### [AIM OF THE TASK]
Scan the records for the word "CorsLayer". Return each line where it is found.

### [PROVIDED ENTRIES]
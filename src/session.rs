//! # Session Management
//!
//! The authenticated identity state held by the client: the bearer
//! credential pair plus the signed-in user's profile.
//!
//! A session is all-or-nothing — both tokens present (authenticated) or
//! the whole session absent (anonymous), never a mix. The store persists
//! it as three independent keyed entries (`user`, `access_token`,
//! `refresh_token`) that are written and cleared together, so a session
//! survives process restarts.
//!
//! The HTTP client never reaches for ambient global state; it is handed
//! a [`SessionStore`] and that store is the single source of truth for
//! the credential attached to outbound requests.

use anyhow::{bail, Context, Result};
use serde::{Deserialize, Serialize};
use std::fs;
use std::path::PathBuf;
use std::sync::Mutex;

use crate::config::famtrack_dir;

/// File name of the persisted user profile entry
const USER_ENTRY: &str = "user.json";

/// File name of the persisted access token entry
const ACCESS_TOKEN_ENTRY: &str = "access_token";

/// File name of the persisted refresh token entry
const REFRESH_TOKEN_ENTRY: &str = "refresh_token";

/// Role of a user within their family
#[derive(Debug, Clone, Copy, PartialEq, Eq, Serialize, Deserialize)]
#[serde(rename_all = "SCREAMING_SNAKE_CASE")]
pub enum Role {
    /// Family administrator: manages members, sends reminders
    Admin,
    /// Regular family member
    Member,
}

impl Role {
    /// Human-readable label used in terminal output
    pub fn as_str(&self) -> &'static str {
        match self {
            Role::Admin => "ADMIN",
            Role::Member => "MEMBER",
        }
    }
}

/// Profile of the signed-in user, as returned by the auth endpoints
#[derive(Debug, Clone, PartialEq, Serialize, Deserialize)]
#[serde(rename_all = "camelCase")]
pub struct UserProfile {
    /// Server-assigned user identifier
    pub id: String,
    /// Display name
    pub name: String,
    /// Email address (login identity)
    pub email: String,
    /// Role within the family
    pub role: Role,
    /// Identifier of the family the user belongs to
    pub family_id: String,
    /// Join code of the family
    pub family_code: String,
    /// Family display name, when the server includes it
    #[serde(default, skip_serializing_if = "Option::is_none")]
    pub family_name: Option<String>,
}

/// The authenticated identity state
///
/// Both tokens are non-optional by construction: a partially
/// authenticated session cannot be represented.
#[derive(Debug, Clone, PartialEq)]
pub struct Session {
    /// Short-lived token authorizing API calls
    pub access_token: String,
    /// Longer-lived token used solely to mint a new access token
    pub refresh_token: String,
    /// Profile of the signed-in user
    pub user: UserProfile,
}

/// Storage interface for the session
///
/// Injected into the HTTP client; the client reads the current session
/// before each dispatch, replaces the access token after a successful
/// refresh, and clears everything when the refresh protocol fails.
pub trait SessionStore: Send + Sync {
    /// Load the current session, or `None` when anonymous
    fn load(&self) -> Option<Session>;

    /// Persist a complete session, replacing any existing one
    fn store(&self, session: &Session) -> Result<()>;

    /// Replace only the access token, leaving the refresh token and
    /// profile untouched
    ///
    /// Fails when no session is stored: a lone access token would
    /// violate the all-or-nothing invariant.
    fn update_access_token(&self, access_token: &str) -> Result<()>;

    /// Destroy the session
    ///
    /// Clearing an already-empty store is a no-op, not an error.
    fn clear(&self) -> Result<()>;
}

/// Session store backed by files under the Famtrack config directory
///
/// Each entry is its own file so the layout matches the three keyed
/// entries the service's other clients persist.
pub struct FileSessionStore {
    dir: PathBuf,
}

impl FileSessionStore {
    /// Create a store rooted at the default config directory
    pub fn new() -> Result<Self> {
        Ok(Self {
            dir: famtrack_dir()?,
        })
    }

    /// Create a store rooted at an explicit directory
    ///
    /// Used by tests and by embedders that manage their own paths.
    pub fn at(dir: impl Into<PathBuf>) -> Self {
        Self { dir: dir.into() }
    }

    fn entry_path(&self, name: &str) -> PathBuf {
        self.dir.join(name)
    }

    fn read_entry(&self, name: &str) -> Option<String> {
        let contents = fs::read_to_string(self.entry_path(name)).ok()?;
        let trimmed = contents.trim();
        if trimmed.is_empty() {
            None
        } else {
            Some(trimmed.to_string())
        }
    }

    fn remove_entry(&self, name: &str) -> Result<()> {
        let path = self.entry_path(name);
        match fs::remove_file(&path) {
            Ok(()) => Ok(()),
            Err(e) if e.kind() == std::io::ErrorKind::NotFound => Ok(()),
            Err(e) => {
                Err(e).with_context(|| format!("Failed to remove session entry: {}", path.display()))
            }
        }
    }
}

impl SessionStore for FileSessionStore {
    fn load(&self) -> Option<Session> {
        let access_token = self.read_entry(ACCESS_TOKEN_ENTRY)?;
        let refresh_token = self.read_entry(REFRESH_TOKEN_ENTRY)?;
        let user_json = self.read_entry(USER_ENTRY)?;
        let user: UserProfile = serde_json::from_str(&user_json).ok()?;

        Some(Session {
            access_token,
            refresh_token,
            user,
        })
    }

    fn store(&self, session: &Session) -> Result<()> {
        fs::create_dir_all(&self.dir)
            .with_context(|| format!("Failed to create session directory: {}", self.dir.display()))?;

        let user_json =
            serde_json::to_string_pretty(&session.user).context("Failed to serialize profile")?;

        fs::write(self.entry_path(USER_ENTRY), user_json)
            .context("Failed to write user entry")?;
        fs::write(self.entry_path(ACCESS_TOKEN_ENTRY), &session.access_token)
            .context("Failed to write access token entry")?;
        fs::write(self.entry_path(REFRESH_TOKEN_ENTRY), &session.refresh_token)
            .context("Failed to write refresh token entry")?;

        Ok(())
    }

    fn update_access_token(&self, access_token: &str) -> Result<()> {
        if self.load().is_none() {
            bail!("No active session to update");
        }

        fs::write(self.entry_path(ACCESS_TOKEN_ENTRY), access_token)
            .context("Failed to write access token entry")?;

        Ok(())
    }

    fn clear(&self) -> Result<()> {
        self.remove_entry(ACCESS_TOKEN_ENTRY)?;
        self.remove_entry(REFRESH_TOKEN_ENTRY)?;
        self.remove_entry(USER_ENTRY)?;
        Ok(())
    }
}

/// In-memory session store
///
/// Used by tests and by embedders that don't want disk persistence.
#[derive(Default)]
pub struct MemorySessionStore {
    inner: Mutex<Option<Session>>,
}

impl MemorySessionStore {
    /// Create an empty (anonymous) store
    pub fn new() -> Self {
        Self::default()
    }

    /// Create a store pre-populated with a session
    pub fn with_session(session: Session) -> Self {
        Self {
            inner: Mutex::new(Some(session)),
        }
    }
}

impl SessionStore for MemorySessionStore {
    fn load(&self) -> Option<Session> {
        self.inner.lock().expect("session lock poisoned").clone()
    }

    fn store(&self, session: &Session) -> Result<()> {
        *self.inner.lock().expect("session lock poisoned") = Some(session.clone());
        Ok(())
    }

    fn update_access_token(&self, access_token: &str) -> Result<()> {
        let mut guard = self.inner.lock().expect("session lock poisoned");
        match guard.as_mut() {
            Some(session) => {
                session.access_token = access_token.to_string();
                Ok(())
            }
            None => bail!("No active session to update"),
        }
    }

    fn clear(&self) -> Result<()> {
        *self.inner.lock().expect("session lock poisoned") = None;
        Ok(())
    }
}
//! Swap Bridge - Two-Network Token Swap Backend
//!
//! Bridges two token networks: a user requests a swap, is issued a deposit
//! address on the source network, deposits funds, and the bridge detects the
//! deposit, aggregates it with other pending deposits to the same recipient,
//! and dispatches a batched payout on the destination network.
//!
//! ## Pipeline
//!
//! 1. **AccountAllocator** - idempotently maps a user's destination address
//!    to a deposit address on the opposite network
//! 2. **DepositReconciler** - records newly confirmed deposits as pending
//!    swaps, deduplicated by source transaction hash
//! 3. **SettlementOrchestrator** - the periodic job that aggregates pending
//!    swaps per recipient, dispatches the batched payout, and durably marks
//!    the settled swaps
//!
//! The persistence layer is the single source of truth: allocation races and
//! deposit deduplication are resolved by its uniqueness constraints, and
//! settlement marking is one atomic write.

pub mod api;
pub mod chains;
pub mod common;
pub mod config;
pub mod logging;
pub mod settlement;
pub mod storage;
pub mod swaps;
pub mod types;

// Re-exports: errors
pub use common::error::{BridgeError, Result};

// Re-exports: configuration
pub use config::{BridgeConfig, ConfigError};

// Re-exports: chain clients
pub use chains::{
    ChainClient, ChainError, ChainRegistry, ForeignChainClient, HomeLedgerClient,
    IncomingTransaction, MintedAddress, PaymentOutput,
};

// Re-exports: storage
pub use storage::{
    AccountStore, LedgerStore, MemoryLedgerStore, SqliteLedgerStore, StorageError, SwapStore,
};

// Re-exports: swap lifecycle
pub use swaps::{AccountAllocator, DepositReconciler};

// Re-exports: settlement
pub use settlement::{
    aggregate, parse_amount, AggregatedOutput, DispatchConfig, SettlementDispatcher,
    SettlementOrchestrator, SettlementReport,
};

// Re-exports: types
pub use types::{
    Amount, ClientAccount, Network, PendingPayout, Swap, SwapDirection, SwapStatus,
};
//! Swap Bridge API Endpoints
//!
//! REST endpoints for the swap lifecycle:
//! - POST /api/swap - request a swap, returns the deposit account
//! - POST /api/swap/:uuid/finalize - detect and record new deposits
//! - GET /api/swaps/:uuid - list an account's swaps
//! - GET /api/health - health check
//! - GET /api/stats - account and swap counts
//!
//! Every response uses the `{status, success, result}` envelope, where
//! `status` is "ok" or the error message.

use axum::{
    extract::{Path, State},
    http::StatusCode,
    response::IntoResponse,
    routing::{get, post},
    Json, Router,
};
use serde::{Deserialize, Serialize};
use tower_http::cors::{Any, CorsLayer};
use tracing::error;
use uuid::Uuid;

use super::server::SharedAppState;
use crate::common::error::BridgeError;
use crate::types::account::ClientAccount;
use crate::types::swap::{Amount, Swap, SwapDirection};

/// Create the swap bridge API router
pub fn create_router(state: SharedAppState) -> Router {
    let cors = CorsLayer::new()
        .allow_origin(Any)
        .allow_methods(Any)
        .allow_headers(Any);

    Router::new()
        .route("/api/swap", post(handle_swap))
        .route("/api/swap/:uuid/finalize", post(handle_finalize_swap))
        .route("/api/swaps/:uuid", get(handle_get_swaps))
        .route("/api/health", get(handle_health))
        .route("/api/stats", get(handle_stats))
        .layer(cors)
        .with_state(state)
}

// =============================================================================
// Request / response payloads
// =============================================================================

#[derive(Debug, Deserialize)]
struct SwapRequest {
    /// Swap direction, e.g. "home_to_foreign"
    #[serde(rename = "type")]
    swap_type: String,
    /// Address the user receives the payout on
    address: String,
}

/// Account info returned to callers. The deposit secret never leaves the
/// bridge, so this is an explicit projection rather than the domain type.
#[derive(Debug, Serialize)]
struct AccountResponse {
    uuid: Uuid,
    user_address: String,
    user_network: String,
    deposit_address: String,
    deposit_network: String,
    created: i64,
}

impl From<&ClientAccount> for AccountResponse {
    fn from(account: &ClientAccount) -> Self {
        Self {
            uuid: account.uuid,
            user_address: account.user_address.clone(),
            user_network: account.user_address_network.to_string(),
            deposit_address: account.deposit_address.clone(),
            deposit_network: account.deposit_address_network.to_string(),
            created: account.created_at,
        }
    }
}

#[derive(Debug, Serialize)]
struct SwapView {
    uuid: Uuid,
    #[serde(rename = "type")]
    swap_type: String,
    source_address: String,
    dest_address: String,
    amount: Amount,
    deposit_tx_hash: String,
    transfer_tx_hashes: Vec<String>,
    created: i64,
}

impl SwapView {
    fn new(swap: &Swap, account: &ClientAccount) -> Self {
        Self {
            uuid: swap.uuid,
            swap_type: swap.direction.to_string(),
            source_address: account.deposit_address.clone(),
            dest_address: account.user_address.clone(),
            amount: swap.amount.clone(),
            deposit_tx_hash: swap.deposit_tx_hash.clone(),
            transfer_tx_hashes: swap.transfer_tx_hashes.clone(),
            created: swap.created_at,
        }
    }
}

// =============================================================================
// Response envelope
// =============================================================================

#[derive(Debug, Serialize)]
struct Envelope<T: Serialize> {
    status: String,
    success: bool,
    #[serde(skip_serializing_if = "Option::is_none")]
    result: Option<T>,
}

fn respond_ok<T: Serialize>(result: T) -> (StatusCode, Json<serde_json::Value>) {
    let envelope = Envelope {
        status: "ok".to_string(),
        success: true,
        result: Some(result),
    };
    (StatusCode::OK, Json(serde_json::json!(envelope)))
}

fn respond_err(err: BridgeError) -> (StatusCode, Json<serde_json::Value>) {
    let status = match &err {
        BridgeError::Validation(_)
        | BridgeError::InvalidSwapType(_)
        | BridgeError::NoDeposit
        | BridgeError::NoNewDeposit => StatusCode::BAD_REQUEST,
        BridgeError::NotFound(_) => StatusCode::NOT_FOUND,
        BridgeError::ChainUnavailable(_) => StatusCode::SERVICE_UNAVAILABLE,
        BridgeError::Chain(_) | BridgeError::Dispatch(_) => StatusCode::BAD_GATEWAY,
        _ => StatusCode::INTERNAL_SERVER_ERROR,
    };

    // Internal details are logged, not leaked.
    let message = if status == StatusCode::INTERNAL_SERVER_ERROR {
        error!(code = err.error_code(), "request failed: {}", err);
        "internal error".to_string()
    } else {
        err.to_string()
    };

    let envelope = Envelope::<()> {
        status: message,
        success: false,
        result: None,
    };
    (status, Json(serde_json::json!(envelope)))
}

fn parse_account_uuid(raw: &str) -> Result<Uuid, BridgeError> {
    Uuid::parse_str(raw).map_err(|_| BridgeError::validation(format!("invalid account uuid: {}", raw)))
}

// =============================================================================
// Handlers
// =============================================================================

/// POST /api/swap
///
/// Request a swap: allocates (or returns) the deposit account for the
/// supplied destination address. The address is the one the user receives
/// on, so the user network is the direction's destination network.
async fn handle_swap(
    State(state): State<SharedAppState>,
    Json(req): Json<SwapRequest>,
) -> impl IntoResponse {
    let result = async {
        let direction: SwapDirection = req.swap_type.parse()?;

        let address = req.address.trim();
        if address.is_empty() {
            return Err(BridgeError::validation("address must not be empty"));
        }

        let account = state
            .allocator
            .get_or_create_deposit_account(address, direction.destination_network())
            .await?;

        Ok(AccountResponse::from(&account))
    }
    .await;

    match result {
        Ok(account) => respond_ok(account),
        Err(e) => respond_err(e),
    }
}

/// POST /api/swap/:uuid/finalize
///
/// Detect and record new deposits for the account. Returns only the newly
/// created swaps. Payout is not triggered here; the settlement loop picks
/// pending swaps up out of band.
async fn handle_finalize_swap(
    State(state): State<SharedAppState>,
    Path(uuid): Path<String>,
) -> impl IntoResponse {
    let result = async {
        let account_uuid = parse_account_uuid(&uuid)?;
        let created = state.reconciler.reconcile(account_uuid).await?;

        let account = state
            .store
            .get_account(account_uuid)
            .await?
            .ok_or_else(|| BridgeError::not_found(format!("account {}", account_uuid)))?;

        Ok(created
            .iter()
            .map(|swap| SwapView::new(swap, &account))
            .collect::<Vec<_>>())
    }
    .await;

    match result {
        Ok(swaps) => respond_ok(swaps),
        Err(e) => respond_err(e),
    }
}

/// GET /api/swaps/:uuid
///
/// List all swaps recorded for the account, oldest first.
async fn handle_get_swaps(
    State(state): State<SharedAppState>,
    Path(uuid): Path<String>,
) -> impl IntoResponse {
    let result = async {
        let account_uuid = parse_account_uuid(&uuid)?;
        let account = state
            .store
            .get_account(account_uuid)
            .await?
            .ok_or_else(|| BridgeError::not_found(format!("account {}", account_uuid)))?;

        let swaps = state.store.get_swaps_for_account(account_uuid).await?;

        Ok(swaps
            .iter()
            .map(|swap| SwapView::new(swap, &account))
            .collect::<Vec<_>>())
    }
    .await;

    match result {
        Ok(swaps) => respond_ok(swaps),
        Err(e) => respond_err(e),
    }
}

/// GET /api/health
async fn handle_health() -> impl IntoResponse {
    Json(serde_json::json!({
        "status": "ok",
        "service": "swapbridge",
        "version": env!("CARGO_PKG_VERSION")
    }))
}

/// GET /api/stats
///
/// Account count and swap counts by status.
async fn handle_stats(State(state): State<SharedAppState>) -> impl IntoResponse {
    let result = async {
        let accounts = state.store.count_accounts().await?;
        let swaps = state.store.count_swaps_by_status().await?;
        Ok(serde_json::json!({
            "accounts": accounts,
            "swaps": swaps,
        }))
    }
    .await;

    match result {
        Ok(stats) => respond_ok(stats),
        Err(e) => respond_err(e),
    }
}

### [ANSWER BOX]
use tower_http::cors::{Any, CorsLayer};
    let cors = CorsLayer::new()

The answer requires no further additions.